Problem:
Scan the listing below and copy each line holding the word "HashMap".

Provided data:
####

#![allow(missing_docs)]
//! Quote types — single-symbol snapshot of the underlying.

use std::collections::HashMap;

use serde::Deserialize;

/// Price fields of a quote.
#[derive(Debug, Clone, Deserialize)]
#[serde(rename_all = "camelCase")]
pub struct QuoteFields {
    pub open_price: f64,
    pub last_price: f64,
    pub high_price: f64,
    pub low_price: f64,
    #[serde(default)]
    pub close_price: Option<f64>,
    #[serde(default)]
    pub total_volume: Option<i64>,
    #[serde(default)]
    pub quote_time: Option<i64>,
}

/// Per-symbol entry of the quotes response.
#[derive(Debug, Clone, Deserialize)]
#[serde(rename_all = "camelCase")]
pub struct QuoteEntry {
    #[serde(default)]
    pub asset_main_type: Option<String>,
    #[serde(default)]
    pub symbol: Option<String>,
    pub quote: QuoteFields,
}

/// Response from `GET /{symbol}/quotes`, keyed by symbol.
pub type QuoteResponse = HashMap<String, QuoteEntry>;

####

Problem solution:
use std::collections::HashMap;
pub type QuoteResponse = HashMap<String, QuoteEntry>;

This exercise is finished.